You have the list in your head?’ Bianca asks in disbelief.

‘With Padre Persons, with Don Rodriquez – my mistress is always the same: la-la-la…’ Cachorra says. ‘Always daydream! No thought of anything, only of the danza. Which is why her Cachorra must always be the one who pay the attention. Otherwise’ – an explosive puff of breath to signify the ruin of everyone’s dreams – ‘nobody learn nothing.’

34

The healing of Constanza Calva de Sagrada is swift but insanitary. The purges Bianca spoon-feeds her flush the poison out of her body, but in a manner no Spanish noblewoman with even a passing regard for her dignity is likely to consider agreeable.

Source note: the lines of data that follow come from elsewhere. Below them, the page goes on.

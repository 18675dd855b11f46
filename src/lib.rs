//! Nourish Library
//!
//! Nutrient alias resolution, portion display and recursive aggregation over
//! foods, recipes, meals and mealplans, backed by SQLite.

pub mod catalog;
pub mod db;
pub mod models;
pub mod nutrition;
pub mod portions;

‘I poisoned her,’ says Cachorra. ‘Therefore I should be the one who carries the buckets to the midden. It’s only fair.’

‘No,’ says Bianca. ‘I prescribed the purgative, so I will live with the consequences.’

In the end they leave the bucket in the corridor for the guard to dispose of.

Within days Constanza is back to her old cantankerous self. The chamber is too cold. The chamber is too hot. The servants who washed her soiled clothing have not soaked it in rosewater to make it pleasant to the nostrils. How is she to face her waiting husband in clothes borrowed from Irish serving maids?

For it is clear she is determined that the marriage is merely postponed, not cancelled. And, indeed, it appears that is Tyrone’s intention, too.

‘I have sent a messenger into the Spanish Netherlands,’ he reveals one evening when he summons Constanza and Bianca to join him at supper in the castle’s hall. ‘In a few days, when Mistress Bianca considers you well enough, I shall send you to Scotland. You will be safe there until your intended husband can recover you.’ Then he makes clear his motive. ‘I trust he will inform Madrid that I have done all I may do, in difficult circumstances, to aid a friend.’

Bianca wonders how he would react if he knew the true reason Don Rodriquez had come to Ireland. Best he never finds out, she thinks – at least until she is free.

‘And now that I have done what you asked me to do, my lord,’ she says, ‘may I too be permitted to return to my husband?’

‘I shall see if it is possible to send a message informing him that you are safe,’ Tyrone says, which Bianca notes is not at all the same thing.

‘They’re not going to let me go,’ Bianca tells Cachorra on one of their visits to the riverbank.

‘But you do what they ask you to do.’

‘Yes, but I saw Master Piers Gardener here. They think I’ll betray him.’

‘Then you must come with us, to Scotland.’

‘I don’t think Tyrone will let me do that, either. I have only one other option. I shall escape.’ She says it as though it were something simple, like choosing to take a wherry across the Thames rather than brave the throng on London Bridge. ‘You must write down the list of names that Don Rodriquez wishes to pass on to Robert Cecil.’

Cachorra replies with a look of true regret in her eyes. ‘I cannot do. I swear an oath to Don Rodriquez never to place these names on paper. Is too dangerous.’

‘But you were going to let Edmund Spenser write them down.’

‘But Spenser is dead. So, I cannot write.’

Bianca can see the despair in Cachorra’s eyes. She reaches out to take her hand. ‘Don Rodriquez gave his life to get that list into friendly hands.’